Whether you’re buying a condo or a single-family residence, one thing’s for sure – layout matters. Only taking into consideration the total interior square footage is simply not enough. Look for layouts that avoid wasted space in transitional areas like hallways, or acute angles that create unusable wall space.
Ask yourself – does the layout offer an obvious furniture layout, or will I be forced to purchase special furnishing items to work with this layout? Don’t just rely on the developer’s depiction of furniture on the floorplans – often times those pieces are not to scale.

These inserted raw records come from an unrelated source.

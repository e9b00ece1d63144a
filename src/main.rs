//! Minimal bring-up binary: initializes logging, loads configuration, opens
//! the durable database, wires the built-in uploaders into a `Kernel`, and
//! serves the status websocket mirror until interrupted.
//!
//! Grounded on the teacher's `Context::setup_logging`/`Context::new`
//! sequence, trimmed to what an embeddable engine actually needs at
//! startup -- no CLI subcommands, since acquisition and rendering surfaces
//! are external collaborators here, not agent services.

use std::net::SocketAddr;

use log::{error, info, LevelFilter};
use log4rs::append::console::ConsoleAppender;
use log4rs::config::{Appender, Config as LogConfig, Root};
use log4rs::encode::pattern::PatternEncoder;

use conveyor::config::Config;
use conveyor::database::{Database, Source};
use conveyor::kernel::plugin::Plugin;
use conveyor::uploader::http::HttpUploader;
use conveyor::uploader::remote::RemoteUploader;
use conveyor::Kernel;

const LOG_FORMAT: &str = "{d(%Y-%m-%d %H:%M:%S)} {l} [{T}] {m}{n}";

fn setup_logging() {
    let stdout = ConsoleAppender::builder()
        .encoder(Box::new(PatternEncoder::new(LOG_FORMAT)))
        .build();

    let config = LogConfig::builder()
        .appender(Appender::builder().build("stdout", Box::new(stdout)))
        .build(Root::builder().appender("stdout").build(LevelFilter::Info))
        .expect("couldn't build the console logger");

    log4rs::init_config(config).expect("couldn't initialize the logger");
}

#[tokio::main]
async fn main() {
    setup_logging();

    let config = Config::from_config_file_or_default().unwrap_or_else(|e| {
        error!("couldn't load configuration, falling back to defaults: {}", e);
        Config::default()
    });

    let database = match conveyor::database_file() {
        Ok(path) => match Database::new(&Source::File(path)) {
            Ok(db) => Some(db),
            Err(e) => {
                error!("couldn't open the database, running without persistence: {}", e);
                None
            }
        },
        Err(e) => {
            error!("couldn't locate the home directory, running without persistence: {}", e);
            None
        }
    };

    let kernel = Kernel::new(config.clone(), database);

    kernel
        .use_plugin(Plugin::Uploader(Box::new(HttpUploader::new(
            config.xhr.clone(),
            config.engine.upload_concurrency,
        ))))
        .await
        .expect("uploader-http-direct is the only uploader installed so far");
    kernel
        .use_plugin(Plugin::Uploader(Box::new(RemoteUploader::new(
            kernel
                .companion
                .clone()
                .expect("Kernel::new always constructs a companion client"),
        ))))
        .await
        .expect("uploader-remote is the only other uploader installed so far");

    if let Err(e) = kernel.recover_batches() {
        error!("couldn't recover in-flight batches: {}", e);
    }

    let addr: SocketAddr = "127.0.0.1:7117".parse().expect("a valid socket address");
    match conveyor::server::run(kernel.clone(), addr).await {
        Ok(server) => {
            info!("status server listening on {}", addr);
            let handle = server.handle();
            tokio::spawn(server);
            let _ = tokio::signal::ctrl_c().await;
            info!("received ctrl-c, shutting down");
            handle.stop(true).await;
        }
        Err(e) => {
            error!("couldn't start the status server: {}", e);
            let _ = tokio::signal::ctrl_c().await;
        }
    }

    kernel.close();
}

Try to avoid floorplans where “public spaces” are only accessible via “private spaces”. For example, when the only bathroom in the condo is an ensuite in the master bedroom. Or, if the powder room is only accessible through the kitchen. I’ve seen both of these examples in real life and both of those listings took a long time to sell.
Light and Exposure
I have yet to come across a buyer that hates natural light or nice views! When looking at a floorplan, make sure to note location and size of the windows and try to avoid a strictly northern exposure. A south-facing balcony or backyard will typically get you the most sunlight.
Whether you’re looking at a condo or a single family residence make sure to do your due diligence in researching the zoning and future plans for the lots around you. While there is rarely a guarantee that future construction won’t ever obstruct your views, it’s important to know what you’re getting yourself into.
What’s above the condo you are considering purchasing? If it’s a unit of the same layout, your chances of not having additional bulkheads in the middle of your living space are way better than if the floorplan above you is different. For example, if the kitchen above you does not match the location of yours then there might be some additional bulkheads needed to cover that plumbing, which would then lower your ceiling in more areas than desired.
Be mindful of your unit’s location of the floor plate – resale potential might be affected negatively if your condo is near the garbage chute or right beside the elevator. I would also suggest to avoid proximity to common amenities. Fitness rooms can create a lot of noise and some developers don’t go the extra mile to sound-proof those spaces.
Freehold Home Specific
If you are purchasing a home in a new subdivision, be mindful of your lot’s location in that community and whether your street will become an artery road to other streets. Try to map out the routes your neighbours might take to get to the main roads. It’s also important to note how wide your street is and how much street parking is going to be allowed near your home. Avoid being close to the neighbourhood mailbox stop, at a road junction or intersection – anything that might maximize the amount of traffic in front of your home.
When time comes to choose your interior finishes, I suggest steering clear from passing fads. Choose neutral, timeless, un-imposing design features that will appear to a broad range of buyers in the future.
While it’s nice to express yourself through your home style, you can do so through light fixtures, paint colours and furniture. When it comes to finishes that are harder to change in the future, like flooring and kitchen cabinetry, try to stick with styles that are not too personal.
Avoid too many dark finishes – dark hardwood floors with a dark kitchen tend to make spaces seem darker and smaller than they really are.
If you feel overwhelmed or unsure of your own design skills, hiring a professional interior designer to visit the show room with you is an investment worth making!
In summary, you owe it to yourself and your pocket to make the best investment decision possible. This might seem pessimistic, but I always think in terms of the “worst case scenario” situation – if you have to re-sell your property in the middle of the winter, in a slow buyer’s market, what can you do now in order to give yourself the best chance at a successful sale?